Using the listing that follows, filter out every line lacking the string "outcome" and return the rest.

□ □ □ □ □ □ □

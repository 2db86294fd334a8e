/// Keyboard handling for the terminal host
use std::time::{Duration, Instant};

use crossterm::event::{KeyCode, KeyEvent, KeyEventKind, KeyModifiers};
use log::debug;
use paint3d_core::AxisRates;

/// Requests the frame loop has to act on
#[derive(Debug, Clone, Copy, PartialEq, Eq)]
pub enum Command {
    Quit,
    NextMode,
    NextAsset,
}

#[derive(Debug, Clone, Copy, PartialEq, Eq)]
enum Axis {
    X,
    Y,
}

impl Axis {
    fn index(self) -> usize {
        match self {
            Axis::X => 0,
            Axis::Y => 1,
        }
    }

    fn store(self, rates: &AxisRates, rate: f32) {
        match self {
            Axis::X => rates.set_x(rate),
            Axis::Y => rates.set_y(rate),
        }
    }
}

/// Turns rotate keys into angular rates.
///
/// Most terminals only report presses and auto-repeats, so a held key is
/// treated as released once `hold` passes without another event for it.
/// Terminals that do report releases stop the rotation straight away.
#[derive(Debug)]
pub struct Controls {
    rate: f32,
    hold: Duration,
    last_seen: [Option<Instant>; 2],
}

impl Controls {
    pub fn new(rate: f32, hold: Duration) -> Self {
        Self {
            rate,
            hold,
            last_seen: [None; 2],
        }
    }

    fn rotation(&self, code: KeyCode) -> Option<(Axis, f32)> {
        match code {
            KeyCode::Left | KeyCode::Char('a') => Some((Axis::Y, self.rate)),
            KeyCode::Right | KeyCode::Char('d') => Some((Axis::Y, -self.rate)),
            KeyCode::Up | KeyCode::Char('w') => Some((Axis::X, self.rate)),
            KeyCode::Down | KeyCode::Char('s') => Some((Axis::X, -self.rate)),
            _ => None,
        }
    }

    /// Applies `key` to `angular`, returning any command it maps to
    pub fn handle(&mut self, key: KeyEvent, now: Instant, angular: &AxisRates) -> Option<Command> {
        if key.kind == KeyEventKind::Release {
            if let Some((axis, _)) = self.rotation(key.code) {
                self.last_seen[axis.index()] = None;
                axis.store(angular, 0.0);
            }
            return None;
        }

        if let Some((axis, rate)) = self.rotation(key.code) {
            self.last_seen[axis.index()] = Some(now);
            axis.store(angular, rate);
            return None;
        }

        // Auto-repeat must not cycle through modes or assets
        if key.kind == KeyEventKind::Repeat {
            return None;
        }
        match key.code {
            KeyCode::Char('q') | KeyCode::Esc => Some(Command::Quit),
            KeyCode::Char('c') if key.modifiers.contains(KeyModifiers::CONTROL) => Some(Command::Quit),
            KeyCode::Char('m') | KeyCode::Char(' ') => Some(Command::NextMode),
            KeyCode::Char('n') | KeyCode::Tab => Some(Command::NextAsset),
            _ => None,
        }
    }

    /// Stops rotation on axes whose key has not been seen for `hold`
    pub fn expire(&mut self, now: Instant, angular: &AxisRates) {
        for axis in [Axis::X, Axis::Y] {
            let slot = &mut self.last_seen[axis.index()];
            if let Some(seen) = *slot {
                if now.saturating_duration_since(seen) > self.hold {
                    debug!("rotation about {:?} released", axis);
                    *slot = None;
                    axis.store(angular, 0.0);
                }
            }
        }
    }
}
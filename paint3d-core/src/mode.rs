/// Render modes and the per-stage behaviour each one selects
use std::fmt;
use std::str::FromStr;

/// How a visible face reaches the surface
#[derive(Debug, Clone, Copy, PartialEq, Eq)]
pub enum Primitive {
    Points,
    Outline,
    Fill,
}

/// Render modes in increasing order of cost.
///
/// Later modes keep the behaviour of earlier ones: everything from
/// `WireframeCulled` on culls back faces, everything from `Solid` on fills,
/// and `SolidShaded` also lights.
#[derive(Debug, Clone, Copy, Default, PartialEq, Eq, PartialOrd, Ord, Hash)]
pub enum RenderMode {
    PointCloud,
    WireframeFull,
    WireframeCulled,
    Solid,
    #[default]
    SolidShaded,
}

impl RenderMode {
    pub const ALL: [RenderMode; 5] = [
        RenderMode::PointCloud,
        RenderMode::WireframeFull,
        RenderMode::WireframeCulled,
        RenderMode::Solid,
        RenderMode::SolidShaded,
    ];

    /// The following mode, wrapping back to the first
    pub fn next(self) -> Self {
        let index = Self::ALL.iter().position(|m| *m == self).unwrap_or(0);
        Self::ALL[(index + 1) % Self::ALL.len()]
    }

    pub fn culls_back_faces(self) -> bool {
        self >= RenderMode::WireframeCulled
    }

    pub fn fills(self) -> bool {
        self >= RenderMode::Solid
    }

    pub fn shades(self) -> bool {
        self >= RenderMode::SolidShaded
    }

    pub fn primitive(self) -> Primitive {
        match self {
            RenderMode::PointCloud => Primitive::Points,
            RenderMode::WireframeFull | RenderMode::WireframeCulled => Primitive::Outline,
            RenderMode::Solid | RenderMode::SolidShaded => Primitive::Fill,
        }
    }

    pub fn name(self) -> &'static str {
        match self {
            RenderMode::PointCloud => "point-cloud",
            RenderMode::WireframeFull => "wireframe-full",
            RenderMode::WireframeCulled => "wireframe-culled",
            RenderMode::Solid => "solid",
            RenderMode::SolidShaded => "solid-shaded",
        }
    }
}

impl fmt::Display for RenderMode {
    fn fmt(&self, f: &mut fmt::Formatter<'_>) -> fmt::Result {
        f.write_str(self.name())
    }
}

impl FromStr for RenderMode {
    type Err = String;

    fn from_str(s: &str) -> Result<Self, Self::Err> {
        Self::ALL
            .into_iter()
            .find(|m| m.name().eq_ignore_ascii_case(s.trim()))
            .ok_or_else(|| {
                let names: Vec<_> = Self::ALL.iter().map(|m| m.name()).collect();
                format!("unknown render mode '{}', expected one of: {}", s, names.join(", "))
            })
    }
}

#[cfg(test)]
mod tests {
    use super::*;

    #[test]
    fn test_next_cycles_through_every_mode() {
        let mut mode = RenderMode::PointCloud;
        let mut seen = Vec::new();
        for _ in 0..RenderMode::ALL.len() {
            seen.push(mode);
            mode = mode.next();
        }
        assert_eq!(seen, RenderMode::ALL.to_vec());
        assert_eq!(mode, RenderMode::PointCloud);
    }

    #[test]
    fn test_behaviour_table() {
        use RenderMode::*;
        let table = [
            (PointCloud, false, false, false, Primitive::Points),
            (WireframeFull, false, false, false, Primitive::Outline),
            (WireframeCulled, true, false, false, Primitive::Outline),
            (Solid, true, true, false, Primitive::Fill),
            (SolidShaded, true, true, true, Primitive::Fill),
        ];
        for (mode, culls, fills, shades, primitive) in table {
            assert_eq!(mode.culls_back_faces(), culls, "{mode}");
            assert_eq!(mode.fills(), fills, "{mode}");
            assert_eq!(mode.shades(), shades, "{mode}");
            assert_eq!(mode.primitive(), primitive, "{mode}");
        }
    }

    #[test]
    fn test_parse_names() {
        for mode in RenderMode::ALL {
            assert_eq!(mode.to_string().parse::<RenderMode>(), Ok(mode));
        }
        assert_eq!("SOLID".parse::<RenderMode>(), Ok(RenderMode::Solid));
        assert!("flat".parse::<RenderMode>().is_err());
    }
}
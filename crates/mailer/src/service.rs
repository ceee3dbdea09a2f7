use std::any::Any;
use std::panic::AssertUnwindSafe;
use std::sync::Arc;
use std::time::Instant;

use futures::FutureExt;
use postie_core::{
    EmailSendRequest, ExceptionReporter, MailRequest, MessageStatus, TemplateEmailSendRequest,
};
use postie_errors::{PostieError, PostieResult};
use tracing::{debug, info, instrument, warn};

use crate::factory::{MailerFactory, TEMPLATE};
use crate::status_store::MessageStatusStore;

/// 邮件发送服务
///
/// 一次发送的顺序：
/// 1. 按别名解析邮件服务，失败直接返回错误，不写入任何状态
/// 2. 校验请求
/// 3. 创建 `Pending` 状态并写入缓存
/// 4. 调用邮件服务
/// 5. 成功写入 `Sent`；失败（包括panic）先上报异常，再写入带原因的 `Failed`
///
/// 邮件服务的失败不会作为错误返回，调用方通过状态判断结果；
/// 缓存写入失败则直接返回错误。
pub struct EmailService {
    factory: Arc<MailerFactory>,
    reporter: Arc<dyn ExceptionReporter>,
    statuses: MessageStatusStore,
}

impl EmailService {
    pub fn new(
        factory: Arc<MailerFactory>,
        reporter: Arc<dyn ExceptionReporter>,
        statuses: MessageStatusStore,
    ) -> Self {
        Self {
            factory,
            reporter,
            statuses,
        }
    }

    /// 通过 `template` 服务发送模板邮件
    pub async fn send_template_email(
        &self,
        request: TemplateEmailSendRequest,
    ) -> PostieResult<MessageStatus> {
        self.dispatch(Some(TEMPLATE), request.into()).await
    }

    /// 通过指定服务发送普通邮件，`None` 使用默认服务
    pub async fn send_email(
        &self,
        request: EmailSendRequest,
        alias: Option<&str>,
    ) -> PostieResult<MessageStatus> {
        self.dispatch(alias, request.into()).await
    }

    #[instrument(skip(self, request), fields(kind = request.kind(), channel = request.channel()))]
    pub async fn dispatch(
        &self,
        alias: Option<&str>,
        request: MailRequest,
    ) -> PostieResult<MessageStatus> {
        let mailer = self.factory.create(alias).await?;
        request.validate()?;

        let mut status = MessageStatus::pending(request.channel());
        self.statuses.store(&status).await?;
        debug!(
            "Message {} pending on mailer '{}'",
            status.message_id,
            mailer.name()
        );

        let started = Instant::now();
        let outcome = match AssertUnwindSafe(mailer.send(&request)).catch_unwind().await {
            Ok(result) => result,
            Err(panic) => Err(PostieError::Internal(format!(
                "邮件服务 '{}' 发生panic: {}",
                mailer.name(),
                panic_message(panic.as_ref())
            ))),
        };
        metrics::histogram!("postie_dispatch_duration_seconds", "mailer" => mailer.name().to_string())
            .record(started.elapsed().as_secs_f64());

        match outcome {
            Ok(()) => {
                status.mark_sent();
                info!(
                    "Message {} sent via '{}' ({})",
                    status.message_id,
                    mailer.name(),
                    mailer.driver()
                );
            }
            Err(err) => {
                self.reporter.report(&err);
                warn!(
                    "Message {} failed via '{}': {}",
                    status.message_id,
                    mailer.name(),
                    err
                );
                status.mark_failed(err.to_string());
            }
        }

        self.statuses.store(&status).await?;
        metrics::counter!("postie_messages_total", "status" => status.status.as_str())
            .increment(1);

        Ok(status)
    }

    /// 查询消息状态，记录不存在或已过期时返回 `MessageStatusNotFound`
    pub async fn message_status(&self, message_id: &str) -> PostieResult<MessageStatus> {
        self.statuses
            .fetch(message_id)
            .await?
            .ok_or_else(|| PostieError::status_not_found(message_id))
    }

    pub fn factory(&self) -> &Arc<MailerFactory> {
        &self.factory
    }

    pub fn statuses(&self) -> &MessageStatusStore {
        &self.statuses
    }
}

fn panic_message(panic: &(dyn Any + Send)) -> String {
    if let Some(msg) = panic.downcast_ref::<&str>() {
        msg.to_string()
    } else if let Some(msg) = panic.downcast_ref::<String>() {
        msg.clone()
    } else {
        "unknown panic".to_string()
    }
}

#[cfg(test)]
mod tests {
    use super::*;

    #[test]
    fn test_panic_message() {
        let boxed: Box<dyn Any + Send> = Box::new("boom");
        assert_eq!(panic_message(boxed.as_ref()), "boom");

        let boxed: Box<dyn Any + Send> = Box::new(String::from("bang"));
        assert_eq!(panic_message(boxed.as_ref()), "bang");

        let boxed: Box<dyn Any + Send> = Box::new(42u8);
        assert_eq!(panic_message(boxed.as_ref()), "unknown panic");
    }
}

□ □ □ □ □ □ □

= Solution to this task =
        let outcome = match AssertUnwindSafe(mailer.send(&request)).catch_unwind().await {
        match outcome {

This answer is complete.